▸ WORK REQUIRED
Return each line of the records below that contains the word "inputs".

▸ Stored items
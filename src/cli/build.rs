use std::path::PathBuf;
use std::process;

use clap::Args;
use rayon::prelude::*;

use aero::BuiltinTable;

use super::{output_path, report, resolve_config};

#[derive(Args)]
pub struct BuildArgs {
    /// AST files (JSON) to translate
    #[arg(required = true)]
    pub inputs: Vec<PathBuf>,
    /// Output directory (default: next to each input)
    #[arg(short, long)]
    pub output: Option<PathBuf>,
    /// Translator config (default: aero.toml next to the input)
    #[arg(long)]
    pub config: Option<PathBuf>,
    /// Optimisation level recorded on the module (0-5)
    #[arg(long)]
    pub opt_level: Option<u8>,
}

/// Translate every input; each file is lowered on its own rayon task.
pub fn cmd_build(args: BuildArgs) {
    let BuildArgs {
        inputs,
        output,
        config,
        opt_level,
    } = args;
    if let Some(dir) = &output {
        if let Err(e) = std::fs::create_dir_all(dir) {
            eprintln!("error: cannot create '{}': {}", dir.display(), e);
            process::exit(1);
        }
    }

    let builtins = BuiltinTable::standard();
    let failures: usize = inputs
        .par_iter()
        .map(|input| {
            let cfg = resolve_config(config.as_deref(), input, opt_level);
            let result = aero::load_ast(input)
                .and_then(|file| aero::translate_with_builtins(&file, &cfg, &builtins));
            report(input, &result);
            let Ok(translation) = result else {
                return 1;
            };
            let out = output_path(input, output.as_deref());
            match std::fs::write(&out, translation.module.to_string()) {
                Ok(()) => {
                    eprintln!("Wrote {}", out.display());
                    0
                }
                Err(e) => {
                    eprintln!("error: cannot write '{}': {}", out.display(), e);
                    1
                }
            }
        })
        .sum();

    if failures > 0 {
        eprintln!("{} of {} file(s) failed", failures, inputs.len());
        process::exit(1);
    }
}
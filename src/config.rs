//! Translator configuration, loaded from `aero.toml`.
//!
//! Every field has a default, so an empty file (or no file at all) gives
//! the standard behaviour. `AERO_CC` / `AERO_CXX` override the inline
//! compilers after loading.

use std::path::Path;

use serde::{Deserialize, Serialize};

use crate::diagnostic::Diagnostic;
use crate::error::Error;
use crate::ir::{AllocStrategy, OptLevel};
use crate::span::Span;

#[derive(Debug, Clone, PartialEq, Serialize, Deserialize, Default)]
#[serde(default)]
pub struct GenConfig {
    pub module: ModuleConfig,
    pub runtime: RuntimeConfig,
    pub inline: InlineConfig,
}

#[derive(Debug, Clone, PartialEq, Serialize, Deserialize)]
#[serde(default)]
pub struct ModuleConfig {
    /// Appended to the input stem to name the IR module.
    pub suffix: String,
    /// 0..=5, mapped to O0 O1 O2 O3 Os Oz.
    pub opt_level: u8,
    /// Rename the user's `main` and emit a native `main(): i32` calling it.
    pub synthesize_entry: bool,
    pub user_entry: String,
    /// Run the structural verifier on the finished module.
    pub verify: bool,
}

impl Default for ModuleConfig {
    fn default() -> Self {
        Self {
            suffix: ".vexar".to_string(),
            opt_level: 0,
            synthesize_entry: true,
            user_entry: "user_main".to_string(),
            verify: true,
        }
    }
}

#[derive(Debug, Clone, PartialEq, Serialize, Deserialize)]
#[serde(default)]
pub struct RuntimeConfig {
    /// Register heap buffers with the runtime collector.
    pub tracked_allocation: bool,
    /// Exit status of the emitted bounds-fault path.
    pub fault_exit_code: i32,
    /// Largest element count accepted for an array literal or sized array.
    pub max_array_len: u64,
    /// Call `gc_collect` before a function falls off its end.
    pub scope_cleanup: bool,
}

impl Default for RuntimeConfig {
    fn default() -> Self {
        Self {
            tracked_allocation: true,
            fault_exit_code: 139,
            max_array_len: 1_000_000,
            scope_cleanup: true,
        }
    }
}

#[derive(Debug, Clone, PartialEq, Serialize, Deserialize)]
#[serde(default)]
pub struct InlineConfig {
    pub c_compiler: String,
    pub cxx_compiler: String,
}

impl Default for InlineConfig {
    fn default() -> Self {
        Self {
            c_compiler: "clang".to_string(),
            cxx_compiler: "clang++".to_string(),
        }
    }
}

impl GenConfig {
    /// Load from a TOML file, then apply environment overrides.
    pub fn load(path: &Path) -> Result<Self, Error> {
        let content = std::fs::read_to_string(path).map_err(|source| Error::Io {
            path: path.to_path_buf(),
            source,
        })?;
        let mut config = Self::parse(&content).map_err(|source| Error::Config {
            path: path.to_path_buf(),
            source,
        })?;
        config.apply_env();
        log::debug!("loaded config from {}", path.display());
        Ok(config)
    }

    pub fn parse(content: &str) -> Result<Self, toml::de::Error> {
        toml::from_str(content)
    }

    /// Defaults plus environment overrides.
    pub fn from_env() -> Self {
        let mut config = Self::default();
        config.apply_env();
        config
    }

    pub fn apply_env(&mut self) {
        if let Ok(cc) = std::env::var("AERO_CC") {
            if !cc.is_empty() {
                self.inline.c_compiler = cc;
            }
        }
        if let Ok(cxx) = std::env::var("AERO_CXX") {
            if !cxx.is_empty() {
                self.inline.cxx_compiler = cxx;
            }
        }
    }

    pub fn validate(&self) -> Result<(), Diagnostic> {
        if OptLevel::from_level(self.module.opt_level).is_none() {
            return Err(Diagnostic::error(
                format!("invalid opt_level {}", self.module.opt_level),
                Span::dummy(),
            )
            .with_help("opt_level must be between 0 and 5"));
        }
        if self.module.suffix.is_empty() {
            return Err(Diagnostic::error("module suffix must not be empty", Span::dummy()));
        }
        if self.module.user_entry.is_empty() || self.module.user_entry == "main" {
            return Err(Diagnostic::error(
                format!("invalid user entry name '{}'", self.module.user_entry),
                Span::dummy(),
            ));
        }
        Ok(())
    }

    pub fn opt_level(&self) -> OptLevel {
        OptLevel::from_level(self.module.opt_level).unwrap_or_default()
    }

    pub fn alloc_strategy(&self) -> AllocStrategy {
        if self.runtime.tracked_allocation {
            AllocStrategy::Tracked
        } else {
            AllocStrategy::Untracked
        }
    }

    /// Compiler executable for an inline language tag.
    pub fn compiler_for(&self, lang: &str) -> Option<&str> {
        match lang {
            "c" => Some(&self.inline.c_compiler),
            "cxx" | "cpp" | "c++" => Some(&self.inline.cxx_compiler),
            _ => None,
        }
    }
}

▸ ANSWER SPACE
    pub inputs: Vec<PathBuf>,
        inputs,
    let failures: usize = inputs
        eprintln!("{} of {} file(s) failed", failures, inputs.len());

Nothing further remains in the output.